Appeals to the Supreme Court are being investigated in all three cases, we understand.

The three cases are, in the order in which they eventually appeared:

(1) Secretary of State for the Home Department v Abbas [2017] EWCA Civ 1393, which addresses private life and visit appeals

(2) Entry Clearance Officer, Sierra Leone v Kopoi [2017] EWCA Civ 1511, which addresses family life and visit appeals, and

(3) Secretary of State for the Home Department v Onuorah [2017] EWCA Civ 1757, which ties up any loose ends.

In the first case the appellant was unrepresented, which ought in theory to reduce its precedent value. Not so, it seems, as we see below. To make the imbalance even more pronounced, the Court of Appeal heard from no-one on behalf of the migrant or his family but the Home Office was represented by a silk, Lisa Giovannetti QC. In some cases where one party is unrepresented or the court fears that important arguments will not be heard by the court, an amicus curiae is appointed. None appeared here.

In the second and third cases, the first was definitely considered an important precedent. In the second case I was briefed as counsel. In the third, Michael Biggs was briefed. Colin Thomann represented the Home Office as junior in the first case and alone in the second and third.

How the order of the cases is decided by the court clerks or judges is, as always, unclear. But the sequencing seems extraordinary in this instance.

Abbas: private life in visit visa cases

In the first case, Abbas, the appellant was a Pakistani national aged 33 who lived with his wife and three small children in Pakistan. He wanted to visit the UK with his family to see an uncle and grandmother who live here. The grandmother could not travel to Pakistan — and probably wasn’t great at using Skype — so the only realistic way for personal contact to occur was for Mr Abbas to travel to the UK.

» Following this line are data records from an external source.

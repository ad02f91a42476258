//! API error type and [`axum::response::IntoResponse`] implementation.

use axum::{
  Json,
  http::{HeaderValue, StatusCode, header},
  response::{IntoResponse, Response},
};
use mkwawa_core::ErrorKind;
use serde_json::json;
use thiserror::Error;

/// An error returned by an API handler.
#[derive(Debug, Error)]
pub enum ApiError {
  #[error(transparent)]
  Core(#[from] mkwawa_core::Error),

  /// Credentials missing or wrong on a route that needs an operator.
  #[error("unauthorized")]
  Unauthorized,

  #[error("bad request: {0}")]
  BadRequest(String),
}

impl ApiError {
  fn status_and_kind(&self) -> (StatusCode, &'static str) {
    match self {
      ApiError::Unauthorized => (StatusCode::UNAUTHORIZED, "unauthorized"),
      ApiError::BadRequest(_) => (StatusCode::BAD_REQUEST, "bad_request"),
      ApiError::Core(e) => match e.kind() {
        ErrorKind::Validation => (StatusCode::UNPROCESSABLE_ENTITY, "validation"),
        ErrorKind::Invariant => (StatusCode::UNPROCESSABLE_ENTITY, "invariant"),
        ErrorKind::NotFound => (StatusCode::NOT_FOUND, "not_found"),
        ErrorKind::Conflict => (StatusCode::CONFLICT, "conflict"),
        ErrorKind::PermissionDenied => (StatusCode::FORBIDDEN, "permission_denied"),
        ErrorKind::Internal => (StatusCode::INTERNAL_SERVER_ERROR, "internal"),
      },
    }
  }
}

impl IntoResponse for ApiError {
  fn into_response(self) -> Response {
    let (status, kind) = self.status_and_kind();
    if status == StatusCode::INTERNAL_SERVER_ERROR {
      tracing::error!(error = %self, "request failed");
    }
    let mut res =
      (status, Json(json!({ "error": self.to_string(), "kind": kind }))).into_response();
    if status == StatusCode::UNAUTHORIZED {
      res.headers_mut().insert(
        header::WWW_AUTHENTICATE,
        HeaderValue::from_static("Basic realm=\"mkwawa\""),
      );
    }
    res
  }
}

#[cfg(test)]
mod tests {
  use mkwawa_core::Error;

  use super::*;

  #[test]
  fn statuses_follow_error_kinds() {
    let status = |e: ApiError| e.into_response().status();
    assert_eq!(
      status(Error::validation("phone_number", "bad").into()),
      StatusCode::UNPROCESSABLE_ENTITY
    );
    assert_eq!(
      status(Error::EvangelistOutstationRequired.into()),
      StatusCode::UNPROCESSABLE_ENTITY
    );
    assert_eq!(status(Error::not_found("member", 7).into()), StatusCode::NOT_FOUND);
    assert_eq!(status(Error::Protected("outstation".into()).into()), StatusCode::CONFLICT);
    assert_eq!(status(Error::PermissionDenied.into()), StatusCode::FORBIDDEN);
    assert_eq!(status(Error::IdExhaustion("member ID").into()), StatusCode::INTERNAL_SERVER_ERROR);
    assert_eq!(status(ApiError::BadRequest("x".into())), StatusCode::BAD_REQUEST);
  }

  #[test]
  fn unauthorized_carries_a_challenge() {
    let res = ApiError::Unauthorized.into_response();
    assert_eq!(res.status(), StatusCode::UNAUTHORIZED);
    assert!(res.headers().contains_key(header::WWW_AUTHENTICATE));
  }
}
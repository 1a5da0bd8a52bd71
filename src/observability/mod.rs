//! Observability infrastructure
//!
//! Structured logging via the tracing crate, plus the injected per-Router
//! logging capability handed in through configuration.

pub mod logging;

pub use logging::{
    init_default_logging, init_logging, LogFormat, Logger, LoggerFactory, TracingLogger,
    TracingLoggerFactory,
};
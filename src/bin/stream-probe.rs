//! Stream Probe - manual broker smoke test
//!
//! Boots a sandboxed Router against a broker, connects, subscribes to a
//! topic, and prints every bridge event as a JSON line until ctrl-c.

use clap::Parser;
use serde_json::json;
use std::sync::Arc;
use stream_router::bridge::Event;
use stream_router::config::HostConfig;
use stream_router::lifecycle::{on_load, on_unload};
use stream_router::observability::logging::{init_default_logging, TracingLoggerFactory};
use tokio::signal;
use tracing::{error, info};

/// Probe a broker through the sandboxed stream Router
#[derive(Parser)]
#[command(name = "stream-probe")]
#[command(about = "Connect a sandboxed stream Router to a broker and watch its events")]
#[command(version)]
struct Args {
    /// Broker host
    #[arg(long, default_value = "localhost")]
    host: String,

    /// Broker port
    #[arg(long, default_value_t = 1883)]
    port: u16,

    /// Use TLS
    #[arg(long)]
    ssl: bool,

    /// Protocol-level client id (must be unique per broker)
    #[arg(long, default_value = "stream-probe")]
    client_id: String,

    /// Log correlation id
    #[arg(long, default_value = "probe")]
    log_id: String,

    /// Topic to subscribe to after connecting
    #[arg(long, default_value = "video/probe")]
    topic: String,

    /// Optional message to publish after connecting
    #[arg(long)]
    publish: Option<String>,

    /// Connect deadline in milliseconds
    #[arg(long, default_value_t = 10_000)]
    connection_timeout_ms: u64,

    /// Publish deadline in milliseconds
    #[arg(long, default_value_t = 5_000)]
    publish_timeout_ms: u64,
}

#[tokio::main]
async fn main() {
    init_default_logging();
    let args = Args::parse();

    let config = HostConfig {
        log_id: args.log_id.clone(),
        client_id: args.client_id.clone(),
        host: args.host,
        port: args.port,
        use_ssl: args.ssl,
        connection_timeout_ms: args.connection_timeout_ms,
        keep_alive_interval_secs: 60,
        publish_timeout_ms: args.publish_timeout_ms,
        reconnect_delay_ms: 500,
    };

    let (mut channels, handle) = on_load(
        &args.log_id,
        &args.client_id,
        config,
        Arc::new(TracingLoggerFactory),
    );
    if handle.is_none() {
        error!("router creation failed; see CREATE_FAILURE event");
    }

    let _ = channels.command_tx.send(json!({"command": "CONNECT"}));

    info!("probe running; ctrl-c to stop");
    let mut published = false;
    loop {
        tokio::select! {
            _ = signal::ctrl_c() => break,
            event = channels.event_rx.recv() => match event {
                Some(event) => {
                    // Subscribe only once the session is up; a command issued
                    // while still connecting is rejected. Re-subscribe after
                    // every reconnect since the broker forgets subscriptions.
                    if event == Event::ConnectSuccess {
                        let _ = channels
                            .command_tx
                            .send(json!({"command": "SUBSCRIBE", "args": [args.topic.clone()]}));
                        if let Some(message) = &args.publish {
                            if !published {
                                published = true;
                                let _ = channels.command_tx.send(
                                    json!({"command": "PUBLISH", "args": [args.topic.clone(), message]}),
                                );
                            }
                        }
                    }
                    match serde_json::to_string(&event) {
                        Ok(line) => println!("{line}"),
                        Err(e) => error!("failed to serialize event: {e}"),
                    }
                }
                None => break,
            }
        }
    }

    on_unload(&args.log_id, &args.client_id, handle).await;
}
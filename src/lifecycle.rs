//! Sandbox lifecycle bootstrap
//!
//! The two entry points invoked in lock-step with the sandbox's own
//! lifecycle. `on_load` constructs the Router, wires the bridge, spawns the
//! pump task and announces the outcome to the host; `on_unload` destroys the
//! Router. Neither entry point panics or returns an error: the callers are
//! the sandbox's own load/unload hooks, where an escaped failure would be
//! unrecoverable, so every failure is logged and announced as an event
//! instead.

use crate::bridge::{self, Event, EventSink};
use crate::config::{HostConfig, RouterConfig};
use crate::observability::logging::LoggerFactory;
use crate::router::{Router, RouterState};
use crate::transport::mqtt::MqttAdapter;
use crate::transport::Transport;
use std::sync::Arc;
use tokio::sync::{mpsc, Mutex};
use tokio::task::JoinHandle;
use tracing::{error, info, warn};

/// The host's two ends of the sandbox bridge
pub struct SandboxChannels {
    /// Host → sandbox: raw `{command, args}` JSON messages
    pub command_tx: mpsc::UnboundedSender<serde_json::Value>,
    /// Sandbox → host: Router events, at-most-once
    pub event_rx: mpsc::UnboundedReceiver<Event>,
}

/// Handle to a live sandboxed Router
pub struct RouterHandle<T: Transport = MqttAdapter> {
    router: Arc<Mutex<Router<T>>>,
    pump: JoinHandle<()>,
}

impl<T: Transport> RouterHandle<T> {
    /// Shared access to the Router (the pump task holds the other clone)
    pub fn router(&self) -> Arc<Mutex<Router<T>>> {
        self.router.clone()
    }

    /// Whether the pump task has stopped
    pub fn is_finished(&self) -> bool {
        self.pump.is_finished()
    }
}

/// Construct-and-announce: sandbox load entry point.
///
/// Returns the host's bridge channels regardless of outcome, so a
/// construction failure is still observable as a `CREATE_FAILURE` event; the
/// handle is `None` in that case.
pub fn on_load(
    log_id: &str,
    client_id: &str,
    config: HostConfig,
    logger: Arc<dyn LoggerFactory>,
) -> (SandboxChannels, Option<RouterHandle<MqttAdapter>>) {
    let (command_tx, command_rx) = mpsc::unbounded_channel();
    let (sink, event_rx) = EventSink::channel();
    let channels = SandboxChannels {
        command_tx,
        event_rx,
    };

    let router_config = RouterConfig::from_host(config, logger);
    match Router::factory(router_config, sink.clone()) {
        Ok(router) => {
            let handle = spawn_router(router, command_rx);
            sink.post(Event::Created {
                log_id: log_id.to_string(),
            });
            info!(log_id = %log_id, client_id = %client_id, "router created");
            (channels, Some(handle))
        }
        Err(e) => {
            error!(log_id = %log_id, client_id = %client_id, "router creation failed: {e}");
            sink.post(Event::CreateFailure {
                reason: e.to_string(),
            });
            (channels, None)
        }
    }
}

/// Destroy-and-announce: sandbox unload entry point.
///
/// Tolerates a sandbox that was torn down before a Router ever existed, and
/// swallows destroy failures after logging them through the Router's own
/// logger.
pub async fn on_unload<T: Transport>(
    log_id: &str,
    client_id: &str,
    handle: Option<RouterHandle<T>>,
) {
    let Some(handle) = handle else {
        warn!(log_id = %log_id, client_id = %client_id,
            "unload before a router existed; nothing to destroy");
        return;
    };

    info!(log_id = %log_id, client_id = %client_id, "destroying router");
    {
        let mut router = handle.router.lock().await;
        if let Err(e) = router.destroy().await {
            router.logger().error(&format!("error during destroy: {e}"));
        }
    }
    handle.pump.abort();
    info!(log_id = %log_id, "router destroyed");
}

/// Wire a Router into its sandbox pump task.
///
/// The pump serializes all Router mutation onto one task: inbound host
/// commands, transport notifications, and internal timer messages are
/// handled in arrival order, one at a time.
pub fn spawn_router<T: Transport>(
    mut router: Router<T>,
    command_rx: mpsc::UnboundedReceiver<serde_json::Value>,
) -> RouterHandle<T> {
    let notif_rx = router.take_transport_notifications().unwrap_or_else(closed_channel);
    let internal_rx = router.take_internal_rx().unwrap_or_else(closed_channel);

    let router = Arc::new(Mutex::new(router));
    let pump = tokio::spawn(pump_loop(
        router.clone(),
        command_rx,
        notif_rx,
        internal_rx,
    ));

    RouterHandle { router, pump }
}

fn closed_channel<M>() -> mpsc::UnboundedReceiver<M> {
    let (_tx, rx) = mpsc::unbounded_channel();
    rx
}

async fn pump_loop<T: Transport>(
    router: Arc<Mutex<Router<T>>>,
    mut command_rx: mpsc::UnboundedReceiver<serde_json::Value>,
    mut notif_rx: mpsc::UnboundedReceiver<crate::transport::TransportNotification>,
    mut internal_rx: mpsc::UnboundedReceiver<crate::router::RouterMsg>,
) {
    loop {
        let destroyed = tokio::select! {
            cmd = command_rx.recv() => match cmd {
                Some(raw) => {
                    let mut router = router.lock().await;
                    bridge::dispatch_message(&mut router, raw).await;
                    router.state() == RouterState::Destroyed
                }
                // Host dropped its end of the bridge; the sandbox is going
                // away
                None => true,
            },
            Some(notification) = notif_rx.recv() => {
                let mut router = router.lock().await;
                router.handle_transport(notification).await;
                router.state() == RouterState::Destroyed
            }
            Some(msg) = internal_rx.recv() => {
                let mut router = router.lock().await;
                router.handle_internal(msg).await;
                router.state() == RouterState::Destroyed
            }
            else => true,
        };

        if destroyed {
            break;
        }
    }
}
//! Error types for the stream transport core
//!
//! Construction-time errors are fatal to a Router instance and surface to the
//! host as a `CREATE_FAILURE` event. Runtime errors are recovered locally by
//! the state machine and only ever reach the host as failure events.

use crate::config::ConfigError;
use crate::router::RouterState;
use crate::transport::TransportError;
use thiserror::Error;

/// Reason string used in failure events when an operation exceeded its
/// deadline. Hosts distinguish this from transport-reported failures.
pub const REASON_TIMEOUT: &str = "timeout";

/// Reason string used when `destroy()` settles an operation that was still
/// in flight.
pub const REASON_CANCELLED: &str = "cancelled";

/// Main error type for Router operations
#[derive(Debug, Error)]
pub enum RouterError {
    #[error("configuration error: {0}")]
    Config(#[from] ConfigError),

    #[error("failed to initialize {component}: {source}")]
    DependencyInit {
        component: &'static str,
        #[source]
        source: Box<dyn std::error::Error + Send + Sync>,
    },

    #[error("connection error: {0}")]
    Connection(String),

    #[error("{op} rejected in state {state:?}")]
    InvalidState {
        op: &'static str,
        state: RouterState,
    },

    #[error("transport error: {0}")]
    Transport(#[from] TransportError),
}

impl RouterError {
    /// Create a dependency-init error preserving the underlying cause
    pub fn dependency_init<E>(component: &'static str, source: E) -> Self
    where
        E: Into<Box<dyn std::error::Error + Send + Sync>>,
    {
        Self::DependencyInit {
            component,
            source: source.into(),
        }
    }
}

/// Result type for Router operations
pub type RouterResult<T> = Result<T, RouterError>;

He applied for a visit visa but the application was rejected, despite his previous records of visiting and returning from the UK. There had been a previous allegation that he had relied on a false document, an allegation he strongly denied. He appealed to the First-tier Tribunal and the appeal was allowed on human rights grounds.

The First-tier judge does not appear to have followed the Mostafa (Article 8 in entry clearance) [2015] UKUT 112 (IAC) approach, which is to ask

(1) whether human rights were engaged and then only if so

(2) whether the appeal should succeed according to the standards of the Immigration Rules.

Instead the judge ignored the Immigration Rules and treated the case as a free-standing human rights assessment exercise.

Accordingly, the Court of Appeal defined the issue in the appeal thus:

To what extent does the state have a positive obligation on grounds of private life (where no relevant family life exists) to grant entry clearance for an adult to visit an elderly relative located in the United Kingdom?

It seemed to suit the Secretary of State very well for the issue to be framed as a pure human rights one in this way. This is because the answer to the question is an obvious “no”; of course there is no obligation, other than in exceptional circumstances, to allow a person to visit if the Immigration Rules are not satisfied.

The real issue was actually whether there was a right of appeal at all and, if so, whether it should be allowed, applying the standards of the Immigration Rules, following the Mostafa approach. Because the appellant was not represented this is not a point that could be made to the court.

Indeed, the case of Mostafa was not even cited by the court, which is really rather surprising. It was the leading Upper Tribunal case on the subject. I am told it was specifically cited in the Secretary of State’s skeleton argument and included in the authorities bundle. The appellant was unrepresented. Perhaps this oversight by the court was because the appellant was unrepresented.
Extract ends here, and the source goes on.